Furthermore, the overall shape of Iapetus is neither spherical nor ellipsoid, as most moons are, but has a bulging waistline and squashed poles^[6]; moreover, its unique equatorial ridge (see below) is so high that it visibly distorts the moon's shape even when viewed from a distance.
Iapetus is a heavily cratered body, and ''Cassini'' images have revealed large impact basins in the dark region, at least three of which are over 350 km wide. The largest has a diameter over 500 km; its rim is extremely steep and includes a scarp over 15 km high.

Two-tone coloration

In the 17th century, Giovanni Cassini observed that he could see Iapetus only on one side of Saturn and not on the other. He drew the conclusion that one side of Iapetus was darker than the other, a conclusion confirmed by images from the ''Voyager'' and ''Cassini'' spacecraft.
The difference in colouring between the two Iapetian hemispheres is striking. The leading hemisphere is dark (albedo .03–.05) with a slight reddish-brown coloring, while most of the trailing hemisphere and poles are bright (albedo .5-.6, almost as bright as Europa). Thus, the magnitude of the trailing hemisphere is around 10.2, whereas that of the leading hemisphere is around 11.9 - beyond the capacity of the best telescopes in the 17th century. The pattern of coloration is analogous to a spherical yin-yang symbol. The dark region is named Cassini Regio, and the bright region Roncevaux Terra.
The origin of this dark material is not currently known, though several theories have been proposed (see below). Its thickness is also unknown; there are no bright craters present on the dark hemisphere, so if the dark material is thin it must either be extremely recent or constantly renewed, as otherwise a meteor impact would have punched through the layer to reveal brighter underlying material.
When NASA's ''Voyager 2'' flew past Iapetus on August 22 1981 at a relatively distant 966,000 km (600,000 mi), the spacecraft's cameras could make out few details in the area of dark material, but revealed the bright side to be icy and heavily cratered.

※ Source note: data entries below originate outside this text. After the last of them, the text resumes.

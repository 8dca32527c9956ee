// Copyright 2025 Chris Custine
//
// Licensed under the Apache License, Version 2.0 (the "License");
// you may not use this file except in compliance with the License.
// You may obtain a copy of the License at
//
//     http://www.apache.org/licenses/LICENSE-2.0
//
// Unless required by applicable law or agreed to in writing, software
// distributed under the License is distributed on an "AS IS" BASIS,
// WITHOUT WARRANTIES OR CONDITIONS OF ANY KIND, either express or implied.
// See the License for the specific language governing permissions and
// limitations under the License.

//! Bounded time-to-live cache for response bodies.

use std::collections::HashMap;
use std::hash::Hash;
use std::sync::Mutex;
use std::time::{Duration, Instant};

use log::debug;
use serde_json::Value;

use super::{parse_json_body, request_key, Fetch, FetchConfig, Query, UpstreamError};

#[derive(Debug)]
struct Entry<V> {
    value: V,
    inserted: Instant,
    last_used: u64,
}

#[derive(Debug)]
struct Inner<K, V> {
    entries: HashMap<K, Entry<V>>,
    tick: u64,
}

/// LRU cache whose entries also expire after a fixed time-to-live.
///
/// Expired entries are dropped lazily when they are looked up, or when room
/// is needed for a new entry. Once the cache is full and nothing has
/// expired, the least recently used entry is evicted.
#[derive(Debug)]
pub struct TtlCache<K, V> {
    ttl: Duration,
    capacity: usize,
    inner: Mutex<Inner<K, V>>,
}

impl<K: Eq + Hash + Clone, V: Clone> TtlCache<K, V> {
    /// Create a cache. A capacity of zero disables caching.
    #[must_use]
    pub fn new(ttl: Duration, capacity: usize) -> Self {
        Self {
            ttl,
            capacity,
            inner: Mutex::new(Inner {
                entries: HashMap::new(),
                tick: 0,
            }),
        }
    }

    /// Look up a live entry.
    pub fn get(&self, key: &K) -> Option<V> {
        self.get_at(key, Instant::now())
    }

    /// Store a value, evicting if the cache is full.
    pub fn insert(&self, key: K, value: V) {
        self.insert_at(key, value, Instant::now());
    }

    /// Number of stored entries, including ones that expired but were not yet dropped.
    #[must_use]
    pub fn len(&self) -> usize {
        self.inner.lock().map(|inner| inner.entries.len()).unwrap_or(0)
    }

    #[must_use]
    pub fn is_empty(&self) -> bool {
        self.len() == 0
    }

    /// Drop one entry.
    pub fn remove(&self, key: &K) {
        if let Ok(mut inner) = self.inner.lock() {
            inner.entries.remove(key);
        }
    }

    /// Drop every entry.
    pub fn clear(&self) {
        if let Ok(mut inner) = self.inner.lock() {
            inner.entries.clear();
        }
    }

    fn get_at(&self, key: &K, now: Instant) -> Option<V> {
        let mut inner = self.inner.lock().ok()?;
        inner.tick += 1;
        let tick = inner.tick;

        let expired = match inner.entries.get_mut(key) {
            None => return None,
            Some(entry) if now.duration_since(entry.inserted) >= self.ttl => true,
            Some(entry) => {
                entry.last_used = tick;
                return Some(entry.value.clone());
            }
        };

        if expired {
            inner.entries.remove(key);
        }
        None
    }

    fn insert_at(&self, key: K, value: V, now: Instant) {
        if self.capacity == 0 {
            return;
        }
        let Ok(mut inner) = self.inner.lock() else {
            return;
        };
        inner.tick += 1;
        let tick = inner.tick;

        if !inner.entries.contains_key(&key) && inner.entries.len() >= self.capacity {
            let ttl = self.ttl;
            inner
                .entries
                .retain(|_, entry| now.duration_since(entry.inserted) < ttl);

            if inner.entries.len() >= self.capacity {
                let oldest = inner
                    .entries
                    .iter()
                    .min_by_key(|(_, entry)| entry.last_used)
                    .map(|(k, _)| k.clone());
                if let Some(oldest) = oldest {
                    inner.entries.remove(&oldest);
                }
            }
        }

        inner.entries.insert(
            key,
            Entry {
                value,
                inserted: now,
                last_used: tick,
            },
        );
    }
}

/// Fetcher that memoizes successful bodies of an inner fetcher.
///
/// Failures pass straight through and are never cached, so the next call
/// after an upstream hiccup goes back to the network. For JSON requests a
/// body only counts as a success once it parses and carries no service
/// error.
#[derive(Debug)]
pub struct CachedFetcher<F> {
    inner: F,
    cache: TtlCache<String, String>,
}

impl<F: Fetch> CachedFetcher<F> {
    /// Wrap `inner` with a cache sized from `config`.
    pub fn new(inner: F, config: &FetchConfig) -> Self {
        Self {
            inner,
            cache: TtlCache::new(config.cache_ttl, config.cache_capacity),
        }
    }

    /// Forget every cached body.
    pub fn invalidate(&self) {
        self.cache.clear();
    }

    /// Number of cached bodies.
    #[must_use]
    pub fn cached_len(&self) -> usize {
        self.cache.len()
    }
}

impl<F: Fetch> Fetch for CachedFetcher<F> {
    fn get_text(&self, url: &str, query: Query<'_>) -> Result<String, UpstreamError> {
        let key = request_key(url, query);
        if let Some(body) = self.cache.get(&key) {
            debug!("cache hit: {}", key);
            return Ok(body);
        }

        debug!("cache miss: {}", key);
        let body = self.inner.get_text(url, query)?;
        self.cache.insert(key, body.clone());
        Ok(body)
    }

    fn get_json(&self, url: &str, query: Query<'_>) -> Result<Value, UpstreamError> {
        let key = request_key(url, query);
        if let Some(body) = self.cache.get(&key) {
            debug!("cache hit: {}", key);
            // A body stored by get_text may not be JSON.
            match parse_json_body(url, &body) {
                Ok(doc) => return Ok(doc),
                Err(_) => self.cache.remove(&key),
            }
        }

        debug!("cache miss: {}", key);
        let body = self.inner.get_text(url, query)?;
        let doc = parse_json_body(url, &body)?;
        self.cache.insert(key, body);
        Ok(doc)
    }

    fn head(&self, url: &str) -> Result<(), UpstreamError> {
        self.inner.head(url)
    }
}

#[cfg(test)]
mod tests {
    use super::super::testing::FixtureFetcher;
    use super::*;

    #[test]
    fn test_entry_expires_after_ttl() {
        let cache = TtlCache::new(Duration::from_secs(60), 4);
        let start = Instant::now();
        cache.insert_at("a", 1, start);

        assert_eq!(cache.get_at(&"a", start + Duration::from_secs(59)), Some(1));
        assert_eq!(cache.get_at(&"a", start + Duration::from_secs(60)), None);
        assert!(cache.is_empty());
    }

    #[test]
    fn test_evicts_least_recently_used() {
        let cache = TtlCache::new(Duration::from_secs(600), 2);
        let now = Instant::now();
        cache.insert_at("a", 1, now);
        cache.insert_at("b", 2, now);

        // Touch "a" so "b" becomes the eviction candidate.
        assert_eq!(cache.get_at(&"a", now), Some(1));
        cache.insert_at("c", 3, now);

        assert_eq!(cache.len(), 2);
        assert_eq!(cache.get_at(&"a", now), Some(1));
        assert_eq!(cache.get_at(&"b", now), None);
        assert_eq!(cache.get_at(&"c", now), Some(3));
    }

    #[test]
    fn test_expired_entries_evicted_before_live_ones() {
        let cache = TtlCache::new(Duration::from_secs(10), 2);
        let start = Instant::now();
        cache.insert_at("old", 1, start);
        let later = start + Duration::from_secs(5);
        cache.insert_at("fresh", 2, later);

        cache.insert_at("new", 3, start + Duration::from_secs(11));

        assert_eq!(cache.get_at(&"fresh", start + Duration::from_secs(11)), Some(2));
        assert_eq!(cache.get_at(&"new", start + Duration::from_secs(11)), Some(3));
    }

    #[test]
    fn test_zero_capacity_disables_cache() {
        let cache = TtlCache::new(Duration::from_secs(10), 0);
        cache.insert("a", 1);
        assert_eq!(cache.get(&"a"), None);
    }

    #[test]
    fn test_cached_fetcher_hits_network_once() {
        let fixture = FixtureFetcher::new().with("https://x", "{}");
        let fetcher = CachedFetcher::new(&fixture, &FetchConfig::default());

        fetcher.get_text("https://x", &[("f", "pjson")]).unwrap();
        fetcher.get_text("https://x", &[("f", "pjson")]).unwrap();
        assert_eq!(fixture.calls(), 1);

        // A different query string is a different key.
        fetcher.get_text("https://x", &[("f", "json")]).unwrap();
        assert_eq!(fixture.calls(), 2);
        assert_eq!(fetcher.cached_len(), 2);
    }

    #[test]
    fn test_cached_fetcher_does_not_cache_failures() {
        let fixture = FixtureFetcher::new();
        let fetcher = CachedFetcher::new(&fixture, &FetchConfig::default());

        assert!(fetcher.get_text("https://down", &[]).is_err());
        assert!(fetcher.get_text("https://down", &[]).is_err());
        assert_eq!(fixture.calls(), 2);
        assert_eq!(fetcher.cached_len(), 0);
    }

    #[test]
    fn test_cached_fetcher_does_not_cache_unparseable_json() {
        let fixture = FixtureFetcher::new().with("https://x", "<html>502 proxy</html>");
        let fetcher = CachedFetcher::new(&fixture, &FetchConfig::default());

        assert!(matches!(fetcher.get_json("https://x", &[]), Err(UpstreamError::Json { .. })));
        assert!(matches!(fetcher.get_json("https://x", &[]), Err(UpstreamError::Json { .. })));
        assert_eq!(fixture.calls(), 2);
        assert_eq!(fetcher.cached_len(), 0);
    }

    #[test]
    fn test_cached_fetcher_does_not_cache_service_errors() {
        let fixture = FixtureFetcher::new().with("https://x", r#"{"error":{"code":500,"message":"busy"}}"#);
        let fetcher = CachedFetcher::new(&fixture, &FetchConfig::default());

        assert!(matches!(fetcher.get_json("https://x", &[]), Err(UpstreamError::Service { code: 500, .. })));
        assert!(fetcher.get_json("https://x", &[]).is_err());
        assert_eq!(fixture.calls(), 2);
        assert_eq!(fetcher.cached_len(), 0);
    }

    #[test]
    fn test_text_body_cached_earlier_is_refetched_for_json() {
        let fixture = FixtureFetcher::new().with("https://x", "a,b\n1,2\n");
        let fetcher = CachedFetcher::new(&fixture, &FetchConfig::default());

        fetcher.get_text("https://x", &[]).unwrap();
        assert_eq!(fetcher.cached_len(), 1);
        assert!(fetcher.get_json("https://x", &[]).is_err());
        assert_eq!(fixture.calls(), 2);
        assert_eq!(fetcher.cached_len(), 0);
    }

    #[test]
    fn test_shared_cached_fetcher_caches_parsed_json_once() {
        let fixture = FixtureFetcher::new().with("https://x", r#"{"layers":[]}"#);
        let fetcher = std::sync::Arc::new(CachedFetcher::new(&fixture, &FetchConfig::default()));

        assert_eq!(fetcher.get_json("https://x", &[]).unwrap(), serde_json::json!({"layers": []}));
        assert_eq!(fetcher.get_json("https://x", &[]).unwrap(), serde_json::json!({"layers": []}));
        assert_eq!(fixture.calls(), 1);
        assert_eq!(fetcher.cached_len(), 1);
    }
}
// Copyright 2025 Chris Custine
//
// Licensed under the Apache License, Version 2.0 (the "License");
// you may not use this file except in compliance with the License.
// You may obtain a copy of the License at
//
//     http://www.apache.org/licenses/LICENSE-2.0
//
// Unless required by applicable law or agreed to in writing, software
// distributed under the License is distributed on an "AS IS" BASIS,
// WITHOUT WARRANTIES OR CONDITIONS OF ANY KIND, either express or implied.
// See the License for the specific language governing permissions and
// limitations under the License.

//! SPC convective outlook lookups for a single location.
//!
//! [`OutlookService`] resolves layers, fetches their GeoJSON, filters to the
//! features containing the location and reduces them to one value per
//! day and hazard. Upstream failures blank the affected field only; the
//! summaries always come back complete.

mod feature;
mod service;

pub use feature::{GeoFeature, OutlookLayer};
pub use service::{OutlookService, DEFAULT_SPC_BASE};

use std::fmt;

use serde::{Serialize, Serializer};
use thiserror::Error;

use crate::extract::CategoricalRisk;

/// Rejected input coordinates.
#[derive(Debug, Clone, PartialEq, Error)]
pub enum CoordinateError {
    #[error("latitude {0} is outside [-90, 90]")]
    Latitude(f64),

    #[error("longitude {0} is outside [-180, 180]")]
    Longitude(f64),
}

/// Check that `(lat, lon)` is a finite point on the globe.
pub fn validate_coordinates(lat: f64, lon: f64) -> Result<(), CoordinateError> {
    if !lat.is_finite() || !(-90.0..=90.0).contains(&lat) {
        return Err(CoordinateError::Latitude(lat));
    }
    if !lon.is_finite() || !(-180.0..=180.0).contains(&lon) {
        return Err(CoordinateError::Longitude(lon));
    }
    Ok(())
}

/// Outlook forecast day, 1 through 8.
#[derive(Debug, Clone, Copy, PartialEq, Eq, PartialOrd, Ord, Hash)]
pub struct ForecastDay(u8);

impl ForecastDay {
    pub const DAY1: Self = Self(1);
    pub const DAY2: Self = Self(2);
    pub const DAY3: Self = Self(3);

    /// `None` outside 1..=8.
    #[must_use]
    pub fn new(day: u8) -> Option<Self> {
        (1..=8).contains(&day).then_some(Self(day))
    }

    #[must_use]
    pub fn number(self) -> u8 {
        self.0
    }

    /// Label used to look the day up in the layer catalog, e.g. "Day 4".
    #[must_use]
    pub fn label(self) -> String {
        format!("Day {}", self.0)
    }
}

impl fmt::Display for ForecastDay {
    fn fmt(&self, f: &mut fmt::Formatter<'_>) -> fmt::Result {
        write!(f, "Day {}", self.0)
    }
}

/// Severe hazard with its own Day 1/2 probability layer.
#[derive(Debug, Clone, Copy, PartialEq, Eq, Hash)]
pub enum Hazard {
    Tornado,
    Wind,
    Hail,
}

impl Hazard {
    pub const ALL: [Self; 3] = [Self::Tornado, Self::Wind, Self::Hail];

    /// Token that appears in the hazard's layer names.
    #[must_use]
    pub fn token(self) -> &'static str {
        match self {
            Self::Tornado => "tornado",
            Self::Wind => "wind",
            Self::Hail => "hail",
        }
    }

    /// Short column label, e.g. "TOR".
    #[must_use]
    pub fn short_name(self) -> &'static str {
        match self {
            Self::Tornado => "TOR",
            Self::Wind => "WIND",
            Self::Hail => "HAIL",
        }
    }
}

/// Categorical outlook value of one day at a location.
///
/// `NoRisk` means the layer was read and no ranked polygon covers the
/// point. `Unavailable` means the layer could not be resolved or fetched.
/// Both serialize as the `"NONE"` marker; only `Display` tells them apart.
#[derive(Debug, Clone, Copy, PartialEq, Eq)]
pub enum DayCategory {
    Risk(CategoricalRisk),
    NoRisk,
    Unavailable,
}

impl DayCategory {
    pub const NONE_MARKER: &'static str = "NONE";

    /// Value handed to the UI: the risk abbreviation or `"NONE"`.
    #[must_use]
    pub fn as_str(self) -> &'static str {
        match self {
            Self::Risk(risk) => risk.as_str(),
            Self::NoRisk | Self::Unavailable => Self::NONE_MARKER,
        }
    }

    #[must_use]
    pub fn risk(self) -> Option<CategoricalRisk> {
        match self {
            Self::Risk(risk) => Some(risk),
            Self::NoRisk | Self::Unavailable => None,
        }
    }

    #[must_use]
    pub fn is_available(self) -> bool {
        !matches!(self, Self::Unavailable)
    }
}

impl fmt::Display for DayCategory {
    fn fmt(&self, f: &mut fmt::Formatter<'_>) -> fmt::Result {
        match self {
            Self::Unavailable => f.write_str("—"),
            other => f.write_str(other.as_str()),
        }
    }
}

impl Serialize for DayCategory {
    fn serialize<S: Serializer>(&self, serializer: S) -> Result<S::Ok, S::Error> {
        serializer.serialize_str(self.as_str())
    }
}

/// Per-hazard and probabilistic percentages at a location.
///
/// Every key is always present; `None` means no polygon covers the point
/// or the layer was unavailable.
#[derive(Debug, Clone, Copy, Default, PartialEq, Eq, Serialize)]
pub struct LocationSummary {
    pub d1_tor: Option<u8>,
    pub d1_wind: Option<u8>,
    pub d1_hail: Option<u8>,
    pub d2_tor: Option<u8>,
    pub d2_wind: Option<u8>,
    pub d2_hail: Option<u8>,
    pub d3_prob: Option<u8>,
    pub d4_prob: Option<u8>,
    pub d5_prob: Option<u8>,
    pub d6_prob: Option<u8>,
    pub d7_prob: Option<u8>,
}

impl LocationSummary {
    /// Every field with its key, in display order.
    #[must_use]
    pub fn entries(&self) -> [(&'static str, Option<u8>); 11] {
        [
            ("d1_tor", self.d1_tor),
            ("d1_wind", self.d1_wind),
            ("d1_hail", self.d1_hail),
            ("d2_tor", self.d2_tor),
            ("d2_wind", self.d2_wind),
            ("d2_hail", self.d2_hail),
            ("d3_prob", self.d3_prob),
            ("d4_prob", self.d4_prob),
            ("d5_prob", self.d5_prob),
            ("d6_prob", self.d6_prob),
            ("d7_prob", self.d7_prob),
        ]
    }

    /// Look a field up by key.
    #[must_use]
    pub fn get(&self, key: &str) -> Option<Option<u8>> {
        self.entries()
            .into_iter()
            .find(|(name, _)| *name == key)
            .map(|(_, value)| value)
    }

    /// Hazard percent for day 1 or 2.
    #[must_use]
    pub fn hazard(&self, day: ForecastDay, hazard: Hazard) -> Option<u8> {
        match (day.number(), hazard) {
            (1, Hazard::Tornado) => self.d1_tor,
            (1, Hazard::Wind) => self.d1_wind,
            (1, Hazard::Hail) => self.d1_hail,
            (2, Hazard::Tornado) => self.d2_tor,
            (2, Hazard::Wind) => self.d2_wind,
            (2, Hazard::Hail) => self.d2_hail,
            _ => None,
        }
    }
}

/// Categorical days 1-3 and probabilistic days 4-7 at a location.
#[derive(Debug, Clone, Copy, PartialEq, Eq, Serialize)]
pub struct CategoricalSummary {
    pub day1_cat: DayCategory,
    pub day2_cat: DayCategory,
    pub day3_cat: DayCategory,
    pub day4_pct: Option<u8>,
    pub day5_pct: Option<u8>,
    pub day6_pct: Option<u8>,
    pub day7_pct: Option<u8>,
}

/// SPC outlook graphic for a day, 1 through 7.
#[must_use]
pub fn graphic_url(day: ForecastDay) -> Option<String> {
    match day.number() {
        n @ 1..=3 => Some(format!("https://www.spc.noaa.gov/products/outlook/day{n}otlk.gif")),
        n @ 4..=7 => Some(format!("https://www.spc.noaa.gov/products/exper/day4-8/day{n}prob.gif")),
        _ => None,
    }
}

On December 31 2004, the ''Cassini'' spacecraft passed within 123,000 km (77,000 mi) of Iapetus and photographed Cassini Regio at far a higher resolution than ''Voyager'' was able, but the mystery surrounding its origin has only deepened.
''Cassini'' is scheduled for a much closer approach on September 10 2007 — 1,200 km (800 mi).

Sources from space

The dark material might be formed of organic compounds similar to the substances found in primitive meteorites or on the surfaces of comets; Earth-based observations have shown it to be carbonaceous, and it probably includes cyano-compounds such as frozen hydrogen cyanide polymers.
There have also been suggestions that the dark material originated from other Saturnian moons. For example, it was long suspected that the material may have spiralled in from Phoebe, having been knocked free from the smaller moon's surface by micrometeoroid impacts and then swept up by Iapetus's leading hemisphere. However, despite being widely cited, this theory is no longer tenable: observations have shown Phoebe's surface to have a different color from that of the dark material of Iapetus (indeed in 2005 it was announced that Phoebe's composition is closer to the bright Iapetian hemisphere than the dark one).^[7]
Another suggested source is Titan,^[8] based on the fact that the observed infrared spectra fit with a mixture of water ice, amorphous carbon and tholins.
Yet another possible explanation involves coating by dark material created in the aftermath of the destruction of the object which went on to become Hyperion, whose irregular shape is consistent with its formation in a violent impact.^[9] However, there remain doubts as to whether or not such an event can produce a stream of debris able to produce the distribution of dark material seen on Iapetus.

Internal sources

It is possible that the dark material may have originated from some internal source, perhaps brought to the surface by a combination of meteor impact and cryovolcanism. This theory is supported by the apparent concentration of the material on crater floors. It has been suggested that since Iapetus is far from Saturn and would have avoided much of the heating its other moons received during the formation of the Solar System, Iapetus may have retained methane or ammonia ice in its interior that later erupted to the surface as cryovolcanic lava and was then blackened by solar radiation, charged particles, and cosmic rays. A dark ring of material about 100 km in diameter straddling the border between the leading and trailing hemispheres of Iapetus is suggestive of such volcanism, resembling structures that have formed on the Moon and on Mars as a result of volcanic material flowing into impact craters with a central peak.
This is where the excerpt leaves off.